§ Task instructions: Go through the data below. Pull out every line that has the word "reqwest".

§ Extracted material:
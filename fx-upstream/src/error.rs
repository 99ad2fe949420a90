//! Transport-level errors for calls to the rate provider.

/// Failure of a single upstream call.
#[derive(Debug, Clone, PartialEq, Eq, thiserror::Error)]
pub enum UpstreamError {
    #[error("transport error: {0}")]
    Transport(String),

    #[error("upstream returned HTTP {0}")]
    Status(u16),

    #[error("unparseable upstream body: {0}")]
    Decode(String),

    #[error("upstream deadline exceeded")]
    DeadlineExceeded,
}

impl UpstreamError {
    /// Connection failures, 5xx and 429 are worth another attempt.
    pub fn is_transient(&self) -> bool {
        match self {
            UpstreamError::Transport(_) => true,
            UpstreamError::Status(status) => *status == 429 || (500..=599).contains(status),
            UpstreamError::Decode(_) | UpstreamError::DeadlineExceeded => false,
        }
    }
}

impl From<reqwest::Error> for UpstreamError {
    fn from(err: reqwest::Error) -> Self {
        if err.is_decode() {
            UpstreamError::Decode(err.to_string())
        } else {
            UpstreamError::Transport(err.to_string())
        }
    }
}

#[cfg(test)]
mod tests {
    use super::*;

    #[test]
    fn test_transient_classification() {
        assert!(UpstreamError::Transport("connection refused".into()).is_transient());
        assert!(UpstreamError::Status(429).is_transient());
        assert!(UpstreamError::Status(500).is_transient());
        assert!(UpstreamError::Status(503).is_transient());
        assert!(!UpstreamError::Status(404).is_transient());
        assert!(!UpstreamError::Status(422).is_transient());
        assert!(!UpstreamError::Decode("eof".into()).is_transient());
        assert!(!UpstreamError::DeadlineExceeded.is_transient());
    }
}
//! Page slicing of historical series with next-page links.

use fx_types::{HistoricalSeries, Page, RateSeries};

/// Route the historical endpoint is mounted under; next-page links point here.
pub const HISTORICAL_RATES_PATH: &str = "/api/historical-rates";

/// Slices date-ordered series into pages.
#[derive(Debug, Clone)]
pub struct Paginator {
    base_url: String,
}

impl Paginator {
    /// `public_base_url` is the externally visible origin, e.g.
    /// `http://localhost:3000`.
    pub fn new(public_base_url: impl Into<String>) -> Self {
        let base_url = public_base_url.into().trim_end_matches('/').to_string();
        Self { base_url }
    }

    pub fn base_url(&self) -> &str {
        &self.base_url
    }

    /// Returns page `page` (1-based) of `series`, `page_size` dates per page.
    ///
    /// A page past the end is empty rather than an error. Zero inputs are
    /// treated as 1.
    pub fn paginate(&self, series: &HistoricalSeries, page_size: u32, page: u32) -> Page<RateSeries> {
        let page_size = page_size.max(1);
        let page = page.max(1);

        let total = series.rates.len();
        let total_pages = u32::try_from(total.div_ceil(page_size as usize)).unwrap_or(u32::MAX);
        let first = (page as usize - 1).saturating_mul(page_size as usize);

        let items: RateSeries = series
            .rates
            .iter()
            .skip(first)
            .take(page_size as usize)
            .map(|(date, rates)| (*date, rates.clone()))
            .collect();

        let next_page_url = (page < total_pages).then(|| self.page_url(series, page_size, page + 1));

        Page {
            items,
            page_number: page,
            page_size,
            total_pages,
            next_page_url,
        }
    }

    fn page_url(&self, series: &HistoricalSeries, page_size: u32, page: u32) -> String {
        format!(
            "{}{}/{}?from_date={}&to_date={}&page_size={}&page={}",
            self.base_url,
            HISTORICAL_RATES_PATH,
            series.base,
            series.start_date,
            series.end_date,
            page_size,
            page
        )
    }
}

§ Result of the task:
impl From<reqwest::Error> for UpstreamError {
    fn from(err: reqwest::Error) -> Self {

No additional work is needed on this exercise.